Paris attack suspect Salah Abdeslam refuses to speak when asked about Tuesday's attacks in Brussels, Belgian prosecutors say.
Abdeslam, arrested last week in Brussels and initially cooperative, had "exercised his right to silence" and said nothing when interviewed after Tuesday's bombings according to prosecutors in Brussels.
He was seized days before the Brussels attacks, in which 31 people died.
Meanwhile Belgian officials named the second suicide bomber in Tuesday's attack at Brussels airport as Najim Zaachraoui, and said that his DNA was found at sites of the November Paris attacks.
Brahim el-Bakraoui had already been named as one of the perpetrators of the airport attack, which left 11 people dead. A third remained unidentified.
Thirty-one people died in bombings at Brussels airport and a metro station.
So-called Islamic State (IS) claimed to have carried out both the Brussels and Paris attacks.
Twelve arrests after Brussels attacks
The news came as three people were arrested in the Forest, Saint-Gilles and Schaerbeek areas of Brussels in connection with the attacks.
In the most recent raid, a man carrying a backpack was shot in Schaerbeek district after refusing to obey police orders, media say. Controlled explosions were carried out.
An area near Meiser square was sealed off by heavily armed police and military vehicles.
The operation has now finished and the cordon has been lifted.
Schaerbeek mayor Bernard Clerfayt said a man had been arrested and shot in the leg.
Prosecutors said the arrests were linked to a raid in Paris on Thursday, where an attack was apparently foiled.
Six had already been detained in the Schaerbeek and Jette districts, and in the city centre on Thursday.
Reda Kriket, 34, was arrested in Paris' north-western Argenteuil suburb, alleged to be in the "advanced stage" of plotting an attack.

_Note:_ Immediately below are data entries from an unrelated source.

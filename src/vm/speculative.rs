#![allow(missing_docs)]

use std::time::{Duration, Instant};

use smallvec::SmallVec;

/// Age bookkeeping for the speculative (read-ahead) buckets.
///
/// New read-ahead pages land in the newest bucket. A bucket stays newest for
/// one age interval; once the ring wraps, or a bucket has lived through every
/// interval of the ring, its pages are promoted to the aged bucket.
pub struct SpeculativeRing {
    newest: u8,
    opened_at: Vec<Option<Instant>>,
    age: Duration,
}

impl SpeculativeRing {
    pub fn new(buckets: u8, age: Duration) -> Self {
        let buckets = buckets.max(1);
        Self {
            newest: 0,
            opened_at: vec![None; buckets as usize],
            age,
        }
    }

    pub fn buckets(&self) -> u8 {
        self.opened_at.len() as u8
    }

    pub fn newest(&self) -> u8 {
        self.newest
    }

    /// Bucket that read-ahead pages inserted at `now` belong to.
    ///
    /// When the ring rotates onto a bucket still holding pages, that bucket is
    /// returned as the second element and must be promoted before inserting.
    pub fn insertion_bucket(&mut self, now: Instant) -> (u8, Option<u8>) {
        let cur = self.newest as usize;
        match self.opened_at[cur] {
            None => {
                self.opened_at[cur] = Some(now);
                (self.newest, None)
            }
            Some(opened) if now.saturating_duration_since(opened) < self.age => (self.newest, None),
            Some(_) => {
                let next = (cur + 1) % self.opened_at.len();
                let stale = self.opened_at[next].map(|_| next as u8);
                self.opened_at[next] = Some(now);
                self.newest = next as u8;
                (self.newest, stale)
            }
        }
    }

    /// Buckets that outlived the whole ring and should be promoted.
    pub fn expired(&self, now: Instant) -> SmallVec<[u8; 8]> {
        let lifetime = self.age * self.opened_at.len() as u32;
        self.opened_at
            .iter()
            .enumerate()
            .filter_map(|(idx, opened)| match opened {
                Some(at) if now.saturating_duration_since(*at) >= lifetime => Some(idx as u8),
                _ => None,
            })
            .collect()
    }

    /// Occupied bucket that was opened first.
    pub fn oldest(&self) -> Option<u8> {
        self.opened_at
            .iter()
            .enumerate()
            .filter_map(|(idx, opened)| opened.map(|at| (at, idx as u8)))
            .min()
            .map(|(_, idx)| idx)
    }

    pub fn mark_promoted(&mut self, bucket: u8) {
        if let Some(slot) = self.opened_at.get_mut(bucket as usize) {
            *slot = None;
        }
    }
}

Two suspected jihadists were also detained in Dusseldorf and Giessen in Germany on Wednesday and Thursday - both with suspected links to one of the Brussels bombers according to Der Spiegel reports
One of those arrested in Germany had suspicious text messages on his mobile phone referencing Brussels.
'Je suis Bruxellois'
US Secretary of State John Kerry, visiting Brussels, said that IS would be destroyed.
Standing alongside Belgian Prime Minister Charles Michel, he expressed his condolences and solidarity with Belgium, declaring "Je suis Bruxellois".
The Western alliance would continue its fight to destroy IS, Mr Kerry said.
"We will not be intimidated. We will not be deterred."
The Brussels bombings continued to have political repercussions, with questions surrounding the issue of whether more could have been done to prevent them.
Turkey has said it arrested and deported one of the bombers, Brahim el-Bakraoui, last June, warning Belgium he was a "foreign fighter" - but the message was "ignored".
The Belgian interior and justice ministers said they had offered their resignations but the prime minister refused to accept them.
Bakraoui's brother, Khalid, struck at Maelbeek metro station, where 20 people died.